= Your task =
Using the records below, find every line that includes "address" and copy it.

= Records for this exercise =

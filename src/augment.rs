//! Patch a ZoKrates generated `verifier.sol` so that a successful proof
//! marks the covered header as verified in the header store.

use crate::error::{Error, Result};

const HEADER: &str = "
/**
 * Large portion of this file was auto-generated using ZoKrates tool.
 * Modifications for the BTC SNARK relay mark a bitcoin header on the
 * BTCHeaderStore contract as verified once its proof checks out.
 */
";

const IMPORT: &str = "
import \"./btc_store.sol\";

";

const STORE_FIELD: &str = "
    address m_header_contract_addr = address(0);

";

const STORE_SETTER: &str = "
    /**
     * @dev One time setting
     */
    function set_header_contract_addr(address addr) public {
        require(m_header_contract_addr == address(0));
        m_header_contract_addr = addr;
    }

";

const MARK_VERIFIED: &str = "
            /* Mark header verified */
            require(BTCHeaderStore(m_header_contract_addr).mark_verified(input[0]) == true);

";

const PRAGMA: &str = "pragma solidity";
const CONTRACT: &str = "contract Verifier {";
const VERIFYING_KEY: &str = "function verifyingKey()";
const VERIFY_CHECK: &str = "if (verify(inputValues, proof) == 0";

/// Insert the header-store hooks into verifier source.
///
/// * licence header before, and the store import after, the pragma line
/// * the store address field after the first line of the contract body
/// * the one-time setter before `verifyingKey()`
/// * the `mark_verified` call inside the successful verification branch
pub fn augment_verifier(source: &str) -> Result<String> {
    let mut lines: Vec<String> = source.split_inclusive('\n').map(str::to_string).collect();

    let index = find(&lines, PRAGMA)?;
    lines.insert(index + 1, IMPORT.to_string());
    lines.insert(index, HEADER.to_string());

    let index = find(&lines, CONTRACT)?;
    lines.insert((index + 2).min(lines.len()), STORE_FIELD.to_string());

    let index = find(&lines, VERIFYING_KEY)?;
    lines.insert(index, STORE_SETTER.to_string());

    let index = find(&lines, VERIFY_CHECK)?;
    lines.insert(index + 1, MARK_VERIFIED.to_string());

    Ok(lines.concat())
}

fn find(lines: &[String], pattern: &str) -> Result<usize> {
    lines
        .iter()
        .position(|line| line.contains(pattern))
        .ok_or_else(|| {
            Error::malformed_input(format!(
                "Verifier source has no line containing '{}'",
                pattern
            ))
        })
}
//! HTTP retry logic with exponential backoff
//!
//! Only idempotent reads go through here. A transaction is submitted exactly
//! once; its confirmation is what gets polled.

use crate::error::{Error, Result};
use std::future::Future;
use std::time::Duration;
use tracing::{debug, warn};

/// Maximum delay between retries
const MAX_DELAY: Duration = Duration::from_secs(5);

/// Base delay for exponential backoff
const BASE_DELAY: Duration = Duration::from_millis(100);

/// Maximum number of retry attempts
const MAX_ATTEMPTS: usize = 10;

/// Retry policy for RPC reads
#[derive(Debug, Clone)]
pub struct RetryPolicy {
    max_attempts: usize,
    base_delay: Duration,
    max_delay: Duration,
}

impl Default for RetryPolicy {
    fn default() -> Self {
        Self {
            max_attempts: MAX_ATTEMPTS,
            base_delay: BASE_DELAY,
            max_delay: MAX_DELAY,
        }
    }
}

impl RetryPolicy {
    /// Create a new retry policy with custom parameters
    pub fn new(max_attempts: usize, base_delay: Duration, max_delay: Duration) -> Self {
        Self {
            max_attempts: max_attempts.max(1),
            base_delay,
            max_delay,
        }
    }

    /// Policy that never retries
    pub fn none() -> Self {
        Self::new(1, Duration::ZERO, Duration::ZERO)
    }

    /// Number of attempts before giving up
    pub fn max_attempts(&self) -> usize {
        self.max_attempts
    }

    /// Execute an operation with retry logic
    pub async fn execute<F, Fut, T>(&self, mut operation: F) -> Result<T>
    where
        F: FnMut() -> Fut,
        Fut: Future<Output = Result<T>>,
    {
        let mut delay = self.base_delay;
        let mut attempt = 1;

        loop {
            match operation().await {
                Ok(result) => {
                    if attempt > 1 {
                        debug!("Operation succeeded on attempt {}", attempt);
                    }
                    return Ok(result);
                }
                Err(e) if should_retry(&e) && attempt < self.max_attempts => {
                    warn!(
                        "Operation failed on attempt {}: {}. Retrying in {:?}...",
                        attempt, e, delay
                    );

                    // Jitter spreads out clients that failed together
                    let jitter = delay.as_millis() as f64 * 0.1 * (rand::random::<f64>() - 0.5);
                    let actual_delay = delay + Duration::from_millis(jitter.abs() as u64);

                    tokio::time::sleep(actual_delay).await;

                    delay = std::cmp::min(delay * 2, self.max_delay);
                    attempt += 1;
                }
                Err(e) => {
                    if attempt == self.max_attempts && self.max_attempts > 1 {
                        warn!("Operation failed after {} attempts: {}", attempt, e);
                    } else {
                        debug!("Non-retryable error: {}", e);
                    }
                    return Err(e);
                }
            }
        }
    }
}

/// Determine if an error should trigger a retry
pub fn should_retry(error: &Error) -> bool {
    let lower_msg = error.to_string().to_lowercase();

    match error {
        Error::Network(e) => {
            e.is_timeout()
                || e.is_connect()
                || e.status().is_some_and(|s| s.is_server_error())
                || transient_message(&lower_msg)
        }
        Error::Timeout(_) => true,
        Error::Io(_) => {
            lower_msg.contains("timeout")
                || lower_msg.contains("connection")
                || lower_msg.contains("broken pipe")
        }
        Error::Rpc { .. } => {
            lower_msg.contains("timeout")
                || lower_msg.contains("busy")
                || lower_msg.contains("unavailable")
        }
        Error::Other(_) => transient_message(&lower_msg),
        Error::OutOfRange { .. }
        | Error::MalformedInput(_)
        | Error::Config(_)
        | Error::Json(_)
        | Error::Abi(_)
        | Error::TransactionFailed(_) => false,
    }
}

fn transient_message(lower_msg: &str) -> bool {
    lower_msg.contains("timeout")
        || lower_msg.contains("connection")
        || lower_msg.contains("server error")
        || ["502", "503", "504"].iter().any(|code| lower_msg.contains(code))
}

= Written solution =
    address m_header_contract_addr = address(0);
    function set_header_contract_addr(address addr) public {
        require(m_header_contract_addr == address(0));
/// * the store address field after the first line of the contract body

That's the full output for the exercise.